Freshly showered but still buzzing with excitement, Wolf joined his team, who’d fled to the ballroom. Once the scare had subsided, the first thing they’d all thought about was the cameras and what they’d captured on video. Tristan slunk away, shaking off Wolf’s offer to join them once he’d cleaned up. The blond muttered something about needing space and possibly hard liquor. Wolf agreed with him about the booze. He’d liberated a six pack of Guinness from the walk-in as soon as he hit the first floor, snatching the lager up as well as some jerky. His two technicians were already into the chips and cookies from their snack table, and he tossed them each a small bag of dried meat, ordering them to get some protein into them.

“There’s nothing on the screens,” Gidget muttered from her perch in front of their monitors. Her lager sat unopened next to her, the bottle dripping its condensation onto a napkin set under it. “There’s absolutely nothing but a couple of flickers. The ax shows up pretty solid. Looks like poltergeist activity, but nothing on Grandma Crazy Bitch.”

“Her name’s Winifred.” Sniffing behind his beer bottle, Matt grinned at Wolf and put his feet up onto a crate next to him. Easing his chair back, he rocked back and forth, a silly grin on his friendly face. “Dude, a real fucking ghost. We could make millions off this shit.”

“Or people are going to chase you down to put you in a straitjacket like they did Tristan,” Wolf pointed out. “His uncle’s the reason we’re here. You don’t think the guy’s going to be calling for butterfly nets if we go to him and say Tristan’s ghosts are real?”

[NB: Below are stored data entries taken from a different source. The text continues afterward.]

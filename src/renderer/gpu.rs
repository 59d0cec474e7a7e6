use std::sync::Arc;

use crate::error::{RenderError, RenderResult};
use crate::math::{Mesh, Vertex};
use crate::renderer::uniforms::{
    LightUniform, MaterialUniform, TransformUniform, UniformBlock, UniformConsumer, ViewUniform,
};

const DEPTH_FORMAT: wgpu::TextureFormat = wgpu::TextureFormat::Depth32Float;

/// Vertex and index buffers of the plotted surface, uploaded once.
pub struct SurfaceBuffers {
    pub vertex_buffer: wgpu::Buffer,
    pub index_buffer: wgpu::Buffer,
    pub index_count: u32,
}

impl SurfaceBuffers {
    pub fn new(device: &wgpu::Device, queue: &wgpu::Queue, mesh: &Mesh) -> Self {
        let vertex_bytes = mesh.vertex_bytes();
        let index_bytes = mesh.index_bytes();

        let vertex_buffer = device.create_buffer(&wgpu::BufferDescriptor {
            label: Some("Surface Vertex Buffer"),
            size: vertex_bytes.len() as u64,
            usage: wgpu::BufferUsages::VERTEX | wgpu::BufferUsages::COPY_DST,
            mapped_at_creation: false,
        });

        let index_buffer = device.create_buffer(&wgpu::BufferDescriptor {
            label: Some("Surface Index Buffer"),
            size: index_bytes.len() as u64,
            usage: wgpu::BufferUsages::INDEX | wgpu::BufferUsages::COPY_DST,
            mapped_at_creation: false,
        });

        queue.write_buffer(&vertex_buffer, 0, vertex_bytes);
        queue.write_buffer(&index_buffer, 0, index_bytes);

        log::debug!(
            "Uploaded surface: {} vertex bytes, {} index bytes",
            vertex_bytes.len(),
            index_bytes.len()
        );

        Self {
            vertex_buffer,
            index_buffer,
            index_count: mesh.index_count(),
        }
    }
}

/// One uniform buffer per block, bound at slots 0..=3.
pub struct UniformBuffers {
    pub transforms: wgpu::Buffer,
    pub view: wgpu::Buffer,
    pub material: wgpu::Buffer,
    pub light: wgpu::Buffer,
}

impl UniformBuffers {
    pub fn new(device: &wgpu::Device) -> Self {
        let uniform = |label: &str, size: usize| {
            device.create_buffer(&wgpu::BufferDescriptor {
                label: Some(label),
                size: size as u64,
                usage: wgpu::BufferUsages::UNIFORM | wgpu::BufferUsages::COPY_DST,
                mapped_at_creation: false,
            })
        };

        Self {
            transforms: uniform("Transform Uniform Buffer", size_of::<TransformUniform>()),
            view: uniform("View Uniform Buffer", size_of::<ViewUniform>()),
            material: uniform("Material Uniform Buffer", size_of::<MaterialUniform>()),
            light: uniform("Light Uniform Buffer", size_of::<LightUniform>()),
        }
    }

    pub fn buffer_for(&self, block: &UniformBlock) -> &wgpu::Buffer {
        match block {
            UniformBlock::Transforms(_) => &self.transforms,
            UniformBlock::View(_) => &self.view,
            UniformBlock::Material(_) => &self.material,
            UniformBlock::Light(_) => &self.light,
        }
    }
}

pub struct GpuState {
    pub surface: wgpu::Surface<'static>,
    pub device: wgpu::Device,
    pub queue: wgpu::Queue,
    pub config: wgpu::SurfaceConfiguration,
    pub size: winit::dpi::PhysicalSize<u32>,

    pub pipeline_surface: wgpu::RenderPipeline,
    pub uniform_bind_group: wgpu::BindGroup,
    pub uniforms: UniformBuffers,
    pub surface_buffers: SurfaceBuffers,

    pub depth_texture: wgpu::TextureView,
    pub clear_color: wgpu::Color,
}

fn surface_vertex_layout() -> wgpu::VertexBufferLayout<'static> {
    wgpu::VertexBufferLayout {
        array_stride: size_of::<Vertex>() as wgpu::BufferAddress,
        step_mode: wgpu::VertexStepMode::Vertex,
        attributes: &[
            wgpu::VertexAttribute {
                offset: 0,
                shader_location: 0,
                format: wgpu::VertexFormat::Float32x3,
            },
            wgpu::VertexAttribute {
                offset: 12,
                shader_location: 1,
                format: wgpu::VertexFormat::Float32x2,
            },
            wgpu::VertexAttribute {
                offset: 20,
                shader_location: 2,
                format: wgpu::VertexFormat::Float32x2,
            },
        ],
    }
}

fn uniform_entry(binding: u32, visibility: wgpu::ShaderStages) -> wgpu::BindGroupLayoutEntry {
    wgpu::BindGroupLayoutEntry {
        binding,
        visibility,
        ty: wgpu::BindingType::Buffer {
            ty: wgpu::BufferBindingType::Uniform,
            has_dynamic_offset: false,
            min_binding_size: None,
        },
        count: None,
    }
}

impl GpuState {
    pub async fn new(
        window: Arc<winit::window::Window>,
        mesh: &Mesh,
        clear_color: [f64; 4],
    ) -> RenderResult<Self> {
        let size = window.inner_size();

        let instance = wgpu::Instance::new(wgpu::InstanceDescriptor {
            backends: wgpu::Backends::all(),
            ..Default::default()
        });

        let surface = instance.create_surface(window)?;

        let adapter = instance
            .request_adapter(&wgpu::RequestAdapterOptions {
                power_preference: wgpu::PowerPreference::HighPerformance,
                compatible_surface: Some(&surface),
                force_fallback_adapter: false,
            })
            .await
            .ok_or(RenderError::NoAdapter)?;

        let info = adapter.get_info();
        log::info!("Using adapter {} ({:?})", info.name, info.backend);

        let (device, queue) = adapter
            .request_device(
                &wgpu::DeviceDescriptor {
                    label: None,
                    required_features: wgpu::Features::empty(),
                    required_limits: wgpu::Limits::default(),
                    memory_hints: wgpu::MemoryHints::Performance,
                },
                None,
            )
            .await?;

        let surface_caps = surface.get_capabilities(&adapter);
        let surface_format = surface_caps
            .formats
            .iter()
            .find(|f| f.is_srgb())
            .copied()
            .unwrap_or(surface_caps.formats[0]);

        let config = wgpu::SurfaceConfiguration {
            usage: wgpu::TextureUsages::RENDER_ATTACHMENT,
            format: surface_format,
            width: size.width.max(1),
            height: size.height.max(1),
            present_mode: wgpu::PresentMode::AutoVsync,
            alpha_mode: surface_caps.alpha_modes[0],
            view_formats: vec![],
            desired_maximum_frame_latency: 2,
        };
        surface.configure(&device, &config);

        let shader = device.create_shader_module(wgpu::ShaderModuleDescriptor {
            label: Some("Plot Shader"),
            source: wgpu::ShaderSource::Wgsl(include_str!("shaders.wgsl").into()),
        });

        let uniforms = UniformBuffers::new(&device);
        let surface_buffers = SurfaceBuffers::new(&device, &queue, mesh);

        let uniform_bind_group_layout =
            device.create_bind_group_layout(&wgpu::BindGroupLayoutDescriptor {
                label: Some("Plot Uniform Bind Group Layout"),
                entries: &[
                    uniform_entry(0, wgpu::ShaderStages::VERTEX),
                    uniform_entry(1, wgpu::ShaderStages::FRAGMENT),
                    uniform_entry(2, wgpu::ShaderStages::FRAGMENT),
                    uniform_entry(3, wgpu::ShaderStages::FRAGMENT),
                ],
            });

        let uniform_bind_group = device.create_bind_group(&wgpu::BindGroupDescriptor {
            label: Some("Plot Uniform Bind Group"),
            layout: &uniform_bind_group_layout,
            entries: &[
                wgpu::BindGroupEntry {
                    binding: 0,
                    resource: uniforms.transforms.as_entire_binding(),
                },
                wgpu::BindGroupEntry {
                    binding: 1,
                    resource: uniforms.view.as_entire_binding(),
                },
                wgpu::BindGroupEntry {
                    binding: 2,
                    resource: uniforms.material.as_entire_binding(),
                },
                wgpu::BindGroupEntry {
                    binding: 3,
                    resource: uniforms.light.as_entire_binding(),
                },
            ],
        });

        let pipeline_layout = device.create_pipeline_layout(&wgpu::PipelineLayoutDescriptor {
            label: Some("Plot Pipeline Layout"),
            bind_group_layouts: &[&uniform_bind_group_layout],
            push_constant_ranges: &[],
        });

        let pipeline_surface = device.create_render_pipeline(&wgpu::RenderPipelineDescriptor {
            label: Some("Plot Surface Pipeline"),
            layout: Some(&pipeline_layout),
            vertex: wgpu::VertexState {
                module: &shader,
                entry_point: Some("vs_main"),
                buffers: &[surface_vertex_layout()],
                compilation_options: Default::default(),
            },
            fragment: Some(wgpu::FragmentState {
                module: &shader,
                entry_point: Some("fs_main"),
                targets: &[Some(wgpu::ColorTargetState {
                    format: config.format,
                    blend: Some(wgpu::BlendState::REPLACE),
                    write_mask: wgpu::ColorWrites::ALL,
                })],
                compilation_options: Default::default(),
            }),
            primitive: wgpu::PrimitiveState {
                topology: wgpu::PrimitiveTopology::TriangleList,
                cull_mode: None,
                ..Default::default()
            },
            depth_stencil: Some(wgpu::DepthStencilState {
                format: DEPTH_FORMAT,
                depth_write_enabled: true,
                depth_compare: wgpu::CompareFunction::LessEqual,
                stencil: wgpu::StencilState::default(),
                bias: wgpu::DepthBiasState::default(),
            }),
            multisample: wgpu::MultisampleState::default(),
            multiview: None,
            cache: None,
        });

        let depth_texture = Self::create_depth_texture(&device, &config);
        let [r, g, b, a] = clear_color;

        Ok(Self {
            surface,
            device,
            queue,
            config,
            size,
            pipeline_surface,
            uniform_bind_group,
            uniforms,
            surface_buffers,
            depth_texture,
            clear_color: wgpu::Color { r, g, b, a },
        })
    }

    fn create_depth_texture(
        device: &wgpu::Device,
        config: &wgpu::SurfaceConfiguration,
    ) -> wgpu::TextureView {
        let size = wgpu::Extent3d {
            width: config.width.max(1),
            height: config.height.max(1),
            depth_or_array_layers: 1,
        };

        let texture = device.create_texture(&wgpu::TextureDescriptor {
            label: Some("Depth Texture"),
            size,
            mip_level_count: 1,
            sample_count: 1,
            dimension: wgpu::TextureDimension::D2,
            format: DEPTH_FORMAT,
            usage: wgpu::TextureUsages::RENDER_ATTACHMENT,
            view_formats: &[],
        });

        texture.create_view(&wgpu::TextureViewDescriptor::default())
    }

    pub fn resize(&mut self, new_size: winit::dpi::PhysicalSize<u32>) {
        if new_size.width > 0 && new_size.height > 0 {
            self.size = new_size;
            self.config.width = new_size.width;
            self.config.height = new_size.height;
            self.surface.configure(&self.device, &self.config);
            self.depth_texture = Self::create_depth_texture(&self.device, &self.config);
        }
    }

    pub fn render_surface(&self, view: &wgpu::TextureView, encoder: &mut wgpu::CommandEncoder) {
        let mut render_pass = encoder.begin_render_pass(&wgpu::RenderPassDescriptor {
            label: Some("Surface Render Pass"),
            color_attachments: &[Some(wgpu::RenderPassColorAttachment {
                view,
                resolve_target: None,
                ops: wgpu::Operations {
                    load: wgpu::LoadOp::Clear(self.clear_color),
                    store: wgpu::StoreOp::Store,
                },
            })],
            depth_stencil_attachment: Some(wgpu::RenderPassDepthStencilAttachment {
                view: &self.depth_texture,
                depth_ops: Some(wgpu::Operations {
                    load: wgpu::LoadOp::Clear(1.0),
                    store: wgpu::StoreOp::Store,
                }),
                stencil_ops: None,
            }),
            timestamp_writes: None,
            occlusion_query_set: None,
        });

        render_pass.set_pipeline(&self.pipeline_surface);
        render_pass.set_bind_group(0, &self.uniform_bind_group, &[]);
        render_pass.set_vertex_buffer(0, self.surface_buffers.vertex_buffer.slice(..));
        render_pass.set_index_buffer(
            self.surface_buffers.index_buffer.slice(..),
            wgpu::IndexFormat::Uint16,
        );
        render_pass.draw_indexed(0..self.surface_buffers.index_count, 0, 0..1);
    }
}

impl UniformConsumer for GpuState {
    fn apply(&mut self, block: &UniformBlock) {
        self.queue
            .write_buffer(self.uniforms.buffer_for(block), 0, block.bytes());
    }
}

“But isn’t that the truth?” Gidget’s voice was soft but cut through them with a sharp condemnation. “He’s telling the truth. The Grange
does
have at least one ghost. We
saw
her, and we know where she came from. Shouldn’t the truth set him free? Doesn’t he deserve that kind of validation?”

“Yeah, he does.” Matt stretched to grab Gidget’s lager and popped off the cap with a twist of his hand. “Dude’s not crazy. There’s shit happening here. Even if we don’t have proof, we saw it. Shouldn’t that count for something?”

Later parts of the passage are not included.